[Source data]
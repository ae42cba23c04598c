//! Agent configuration.

use crate::executor::ExecOptions;

/// Configuration for a single agent.
#[derive(Debug, Clone)]
pub struct AgentConfig {
    /// Unique agent id within a pool.
    pub id: String,
    /// Optional template this agent was instantiated from.
    pub template_id: Option<String>,
    /// Maximum model iterations per `send` (default: 10).
    pub max_iterations: usize,
    /// Options applied to the tool plan built each iteration.
    pub exec: ExecOptions,
}

impl AgentConfig {
    /// Create a configuration with defaults.
    #[must_use]
    pub fn new(id: impl Into<String>) -> Self {
        Self {
            id: id.into(),
            template_id: None,
            max_iterations: 10,
            exec: ExecOptions::default(),
        }
    }

    /// Set the template id.
    #[must_use]
    pub fn with_template(mut self, template_id: impl Into<String>) -> Self {
        self.template_id = Some(template_id.into());
        self
    }

    /// Set the iteration cap.
    #[must_use]
    pub const fn with_max_iterations(mut self, max: usize) -> Self {
        self.max_iterations = max;
        self
    }

    /// Set the per-iteration tool execution options.
    #[must_use]
    pub const fn with_exec(mut self, exec: ExecOptions) -> Self {
        self.exec = exec;
        self
    }
}
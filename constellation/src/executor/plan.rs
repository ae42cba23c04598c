//! Execution plans: DAGs of tool calls with scheduling options.
//!
//! A plan owns a set of [`ToolCall`] steps related by `depends_on` edges.
//! Validation rejects cycles, dangling references and duplicate ids before
//! the scheduler ever sees the plan.

use std::collections::{HashMap, HashSet, VecDeque};

use serde::{Deserialize, Serialize};
use serde_json::Value;
use uuid::Uuid;

use crate::error::{Error, Result};
use crate::provider::ToolCallProposal;

/// Lifecycle state of a single tool call.
#[derive(Debug, Clone, Copy, PartialEq, Eq, Hash, Serialize, Deserialize)]
#[serde(rename_all = "snake_case")]
pub enum CallState {
    /// Waiting for dependencies.
    Pending,
    /// Parked awaiting a user decision.
    Approving,
    /// Ready to run, waiting for capacity.
    Queued,
    /// Running.
    Executing,
    /// A pausable handler is holding at a checkpoint.
    Paused,
    /// Finished successfully.
    Completed,
    /// Finished with an error.
    Failed,
    /// Stopped before or during execution.
    Cancelled,
}

impl CallState {
    /// Whether no further transitions are possible.
    #[must_use]
    pub const fn is_terminal(self) -> bool {
        matches!(self, Self::Completed | Self::Failed | Self::Cancelled)
    }
}

/// Why a call failed or was cancelled.
#[derive(Debug, Clone, Copy, PartialEq, Eq, Serialize, Deserialize)]
#[serde(rename_all = "snake_case")]
pub enum FailureCause {
    /// The approval gateway blocked or the user denied the call.
    Policy,
    /// The per-step timeout fired.
    Timeout,
    /// The handler returned an error.
    Execution,
    /// A dependency failed or was cancelled.
    Dependency,
}

/// One tool call within a plan.
#[derive(Debug, Clone, PartialEq, Serialize, Deserialize)]
pub struct ToolCall {
    /// Unique id within the plan.
    pub id: String,
    /// Name of the tool to invoke.
    pub name: String,
    /// JSON arguments.
    pub arguments: Value,
    /// Current lifecycle state.
    pub state: CallState,
    /// Progress in `[0, 1]`; `1.0` once terminal.
    pub progress: f64,
    /// Result value once `Completed`.
    #[serde(default, skip_serializing_if = "Option::is_none")]
    pub result: Option<Value>,
    /// Error message once `Failed`.
    #[serde(default, skip_serializing_if = "Option::is_none")]
    pub error: Option<String>,
    /// Why the call failed or was cancelled.
    #[serde(default, skip_serializing_if = "Option::is_none")]
    pub cause: Option<FailureCause>,
    /// Ids of calls that must complete first.
    #[serde(default, skip_serializing_if = "Vec::is_empty")]
    pub depends_on: Vec<String>,
    /// Whether the handler honors cancellation mid-run.
    pub cancelable: bool,
    /// Whether the handler holds at pause checkpoints.
    pub pausable: bool,
    /// Higher runs first within a ready set; FIFO within a band.
    pub priority: i32,
    /// Wall-clock start, milliseconds since the epoch.
    #[serde(default, skip_serializing_if = "Option::is_none")]
    pub started_at: Option<i64>,
    /// Wall-clock end, milliseconds since the epoch.
    #[serde(default, skip_serializing_if = "Option::is_none")]
    pub ended_at: Option<i64>,
}

impl ToolCall {
    /// Create a call with a fresh id and default flags.
    #[must_use]
    pub fn new(name: impl Into<String>, arguments: Value) -> Self {
        Self {
            id: Uuid::new_v4().simple().to_string(),
            name: name.into(),
            arguments,
            state: CallState::Pending,
            progress: 0.0,
            result: None,
            error: None,
            cause: None,
            depends_on: Vec::new(),
            cancelable: true,
            pausable: false,
            priority: 0,
            started_at: None,
            ended_at: None,
        }
    }

    /// Build a call from a model proposal, keeping the provider's id.
    #[must_use]
    pub fn from_proposal(proposal: ToolCallProposal) -> Self {
        let mut call = Self::new(proposal.name, proposal.arguments);
        call.id = proposal.id;
        call
    }

    /// Set the call id.
    #[must_use]
    pub fn with_id(mut self, id: impl Into<String>) -> Self {
        self.id = id.into();
        self
    }

    /// Add dependency edges.
    #[must_use]
    pub fn with_depends_on<I, S>(mut self, ids: I) -> Self
    where
        I: IntoIterator<Item = S>,
        S: Into<String>,
    {
        self.depends_on.extend(ids.into_iter().map(Into::into));
        self
    }

    /// Set the scheduling priority.
    #[must_use]
    pub const fn with_priority(mut self, priority: i32) -> Self {
        self.priority = priority;
        self
    }
}

/// Overall status of a plan.
#[derive(Debug, Clone, Copy, PartialEq, Eq, Serialize, Deserialize)]
#[serde(rename_all = "snake_case")]
pub enum PlanStatus {
    /// Under construction.
    Draft,
    /// Waiting for plan-level approval.
    PendingApproval,
    /// Approved, not yet started.
    Approved,
    /// The scheduler is running it.
    Executing,
    /// Every call completed.
    Completed,
    /// A call failed and `stop_on_error` was set.
    Failed,
    /// Plan-level cancel was issued.
    Cancelled,
}

/// Scheduling options for a plan.
#[derive(Debug, Clone, Copy, PartialEq, Eq, Serialize, Deserialize)]
pub struct ExecOptions {
    /// Route calls through the approval gateway.
    pub require_approval: bool,
    /// A failed call fails the whole plan.
    pub stop_on_error: bool,
    /// Allow independent calls to run concurrently.
    pub allow_parallel: bool,
    /// Cap on concurrently executing calls.
    pub max_parallel_steps: usize,
    /// Per-step timeout in milliseconds; `0` disables it.
    pub step_timeout_ms: u64,
}

impl Default for ExecOptions {
    fn default() -> Self {
        Self {
            require_approval: true,
            stop_on_error: true,
            allow_parallel: true,
            max_parallel_steps: 4,
            step_timeout_ms: 60_000,
        }
    }
}

impl ExecOptions {
    /// Effective parallelism cap, folding in `allow_parallel`.
    #[must_use]
    pub const fn parallelism(&self) -> usize {
        if !self.allow_parallel {
            return 1;
        }
        if self.max_parallel_steps == 0 {
            1
        } else {
            self.max_parallel_steps
        }
    }
}

/// A DAG of tool calls with execution options.
#[derive(Debug, Clone, Serialize, Deserialize)]
pub struct ExecutionPlan {
    /// Unique plan id.
    pub id: String,
    /// Human-readable description.
    pub description: String,
    /// Overall status.
    pub status: PlanStatus,
    /// The calls, in insertion order.
    pub steps: Vec<ToolCall>,
    /// Scheduling options.
    pub options: ExecOptions,
}

impl ExecutionPlan {
    /// Create an empty draft plan.
    #[must_use]
    pub fn new(description: impl Into<String>) -> Self {
        Self {
            id: Uuid::new_v4().simple().to_string(),
            description: description.into(),
            status: PlanStatus::Draft,
            steps: Vec::new(),
            options: ExecOptions::default(),
        }
    }

    /// Append a step.
    #[must_use]
    pub fn with_step(mut self, step: ToolCall) -> Self {
        self.steps.push(step);
        self
    }

    /// Replace the options.
    #[must_use]
    pub const fn with_options(mut self, options: ExecOptions) -> Self {
        self.options = options;
        self
    }

    /// Check the plan is well-formed: unique ids, named tools, a closed
    /// reference set, and an acyclic dependency graph.
    pub fn validate(&self) -> Result<()> {
        if self.steps.is_empty() {
            return Err(Error::validation("plan has no steps"));
        }

        let mut ids = HashSet::with_capacity(self.steps.len());
        for step in &self.steps {
            if step.name.is_empty() {
                return Err(Error::validation(format!(
                    "step '{}' has an empty tool name",
                    step.id
                )));
            }
            if !ids.insert(step.id.as_str()) {
                return Err(Error::validation(format!("duplicate step id '{}'", step.id)));
            }
        }
        for step in &self.steps {
            for dep in &step.depends_on {
                if dep == &step.id {
                    return Err(Error::validation(format!(
                        "step '{}' depends on itself",
                        step.id
                    )));
                }
                if !ids.contains(dep.as_str()) {
                    return Err(Error::validation(format!(
                        "step '{}' depends on unknown step '{dep}'",
                        step.id
                    )));
                }
            }
        }

        // Kahn's algorithm; leftovers mean a cycle.
        let mut indegree: HashMap<&str, usize> = self
            .steps
            .iter()
            .map(|s| (s.id.as_str(), s.depends_on.len()))
            .collect();
        let mut dependents: HashMap<&str, Vec<&str>> = HashMap::new();
        for step in &self.steps {
            for dep in &step.depends_on {
                dependents
                    .entry(dep.as_str())
                    .or_default()
                    .push(step.id.as_str());
            }
        }
        let mut queue: VecDeque<&str> = indegree
            .iter()
            .filter(|(_, d)| **d == 0)
            .map(|(id, _)| *id)
            .collect();
        let mut visited = 0usize;
        while let Some(id) = queue.pop_front() {
            visited += 1;
            if let Some(children) = dependents.get(id) {
                for &child in children {
                    let d = indegree
                        .get_mut(child)
                        .ok_or_else(|| Error::internal("indegree map out of sync"))?;
                    *d -= 1;
                    if *d == 0 {
                        queue.push_back(child);
                    }
                }
            }
        }
        if visited != self.steps.len() {
            return Err(Error::validation("plan dependency graph has a cycle"));
        }
        Ok(())
    }

    /// Look up a step by id.
    #[must_use]
    pub fn step(&self, id: &str) -> Option<&ToolCall> {
        self.steps.iter().find(|s| s.id == id)
    }
}
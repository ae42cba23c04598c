//! Error types for the constellation framework.
//!
//! Errors are grouped by kind rather than by origin: validation problems are
//! reported synchronously before any work starts, policy and cancellation
//! outcomes surface as terminal call states, and transient model failures
//! appear on the monitor channel instead of failing the caller.

use thiserror::Error;

/// A type alias for `Result<T, Error>`.
pub type Result<T> = std::result::Result<T, Error>;

/// The main error type for framework operations.
#[derive(Debug, Error)]
pub enum Error {
    /// The input was rejected before any work started.
    #[error("validation error: {0}")]
    Validation(String),

    /// A capacity limit was hit (pool cap, queue overflow under `Block`).
    #[error("at capacity: {resource} limit of {limit} reached")]
    AtCapacity {
        /// The resource that is full.
        resource: &'static str,
        /// The configured limit.
        limit: usize,
    },

    /// An id is already registered.
    #[error("duplicate id '{0}'")]
    DuplicateId(String),

    /// No agent with the given id exists.
    #[error("agent '{0}' not found")]
    AgentNotFound(String),

    /// No tool with the given name is registered.
    #[error("tool '{0}' not found")]
    ToolNotFound(String),

    /// No pending approval with the given request id exists.
    #[error("approval request '{0}' not found")]
    RequestNotFound(String),

    /// No plan with the given id is running.
    #[error("plan '{0}' not found")]
    PlanNotFound(String),

    /// The approval request was already resolved.
    #[error("approval request '{0}' already decided")]
    AlreadyDecided(String),

    /// The agent is disabled and rejects further input.
    #[error("agent '{0}' is disabled")]
    AgentDisabled(String),

    /// A tool call was blocked by the risk policy.
    #[error("policy blocked tool '{tool}': {reason}")]
    PolicyBlocked {
        /// Name of the blocked tool.
        tool: String,
        /// Why the policy blocked it.
        reason: String,
    },

    /// A transient model/provider failure.
    #[error("model error: {0}")]
    Model(String),

    /// The operation was cancelled cooperatively.
    #[error("operation cancelled")]
    Cancelled,

    /// An unrecoverable internal invariant violation.
    #[error("internal error: {0}")]
    Internal(String),
}

/// Coarse error classification used for reporting and event emission.
#[derive(Debug, Clone, Copy, PartialEq, Eq, Hash)]
#[non_exhaustive]
pub enum ErrorKind {
    /// Bad input, rejected synchronously.
    Validation,
    /// A configured limit was reached.
    Capacity,
    /// A referenced entity does not exist.
    NotFound,
    /// Approval policy blocked or denied the action.
    Policy,
    /// A provider-side failure that may succeed on retry.
    Transient,
    /// Cooperative cancellation; never a failure.
    Cancelled,
    /// Unrecoverable invariant violation.
    Fatal,
}

impl Error {
    /// Create a validation error.
    #[must_use]
    pub fn validation(message: impl Into<String>) -> Self {
        Self::Validation(message.into())
    }

    /// Create a policy-blocked error.
    #[must_use]
    pub fn policy_blocked(tool: impl Into<String>, reason: impl Into<String>) -> Self {
        Self::PolicyBlocked {
            tool: tool.into(),
            reason: reason.into(),
        }
    }

    /// Create a model error.
    #[must_use]
    pub fn model(message: impl Into<String>) -> Self {
        Self::Model(message.into())
    }

    /// Create an internal error.
    #[must_use]
    pub fn internal(message: impl Into<String>) -> Self {
        Self::Internal(message.into())
    }

    /// The kind of this error.
    #[must_use]
    pub const fn kind(&self) -> ErrorKind {
        match self {
            Self::Validation(_) => ErrorKind::Validation,
            Self::AtCapacity { .. } => ErrorKind::Capacity,
            Self::DuplicateId(_)
            | Self::AgentNotFound(_)
            | Self::ToolNotFound(_)
            | Self::RequestNotFound(_)
            | Self::PlanNotFound(_) => ErrorKind::NotFound,
            Self::AlreadyDecided(_) | Self::AgentDisabled(_) => ErrorKind::Validation,
            Self::PolicyBlocked { .. } => ErrorKind::Policy,
            Self::Model(_) => ErrorKind::Transient,
            Self::Cancelled => ErrorKind::Cancelled,
            Self::Internal(_) => ErrorKind::Fatal,
        }
    }

    /// Whether this error stands for cooperative cancellation.
    #[must_use]
    pub const fn is_cancelled(&self) -> bool {
        matches!(self, Self::Cancelled)
    }
}

/// Errors produced by tool handlers.
#[derive(Debug, Error)]
pub enum ToolError {
    /// The arguments did not match the tool's schema.
    #[error("invalid arguments: {0}")]
    InvalidArguments(String),

    /// The tool started but failed while executing.
    #[error("execution failed: {0}")]
    Execution(String),

    /// The tool observed cancellation and stopped early.
    #[error("tool cancelled")]
    Cancelled,
}

impl From<serde_json::Error> for ToolError {
    fn from(err: serde_json::Error) -> Self {
        Self::InvalidArguments(err.to_string())
    }
}
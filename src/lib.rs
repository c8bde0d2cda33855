//! growerd, the on-device GPIO control plane for the growerd appliance.
//!
//! A tokio daemon for a Raspberry-Pi-class board that owns the GPIO pins,
//! reconciles them against a desired-state document in a remote document
//! database, runs time-window-bounded recurring schedules, enforces local
//! safety interlocks, and serves a LAN diagnostics HTTP surface.
//!
//! Data flow: remote document → watcher → (reconciler | schedule cache) →
//! pin registry → pin driver → hardware, and back through the hardware
//! sync loop into the document.

pub mod error;
pub mod gpio;
pub mod http;
pub mod model;
pub mod reconcile;
pub mod runtime_config;
pub mod safety;
pub mod schedule;
pub mod settings;
pub mod store;
pub mod sync;
pub mod watcher;
pub mod world;

pub use error::{ControlError, ControlResult};
pub use settings::Settings;
pub use world::World;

● **How to complete this task**
Up to and including the line that contains "the template id.", output the records above exactly, beginning with their first line.

● **Response area**
repository ae42cba23c04598c
//! Agent configuration.

use crate::executor::ExecOptions;

/// Configuration for a single agent.
#[derive(Debug, Clone)]
pub struct AgentConfig {
    /// Unique agent id within a pool.
    pub id: String,
    /// Optional template this agent was instantiated from.
    pub template_id: Option<String>,
    /// Maximum model iterations per `send` (default: 10).
    pub max_iterations: usize,
    /// Options applied to the tool plan built each iteration.
    pub exec: ExecOptions,
}

impl AgentConfig {
    /// Create a configuration with defaults.
    #[must_use]
    pub fn new(id: impl Into<String>) -> Self {
        Self {
            id: id.into(),
            template_id: None,
            max_iterations: 10,
            exec: ExecOptions::default(),
        }
    }

    /// Set the template id.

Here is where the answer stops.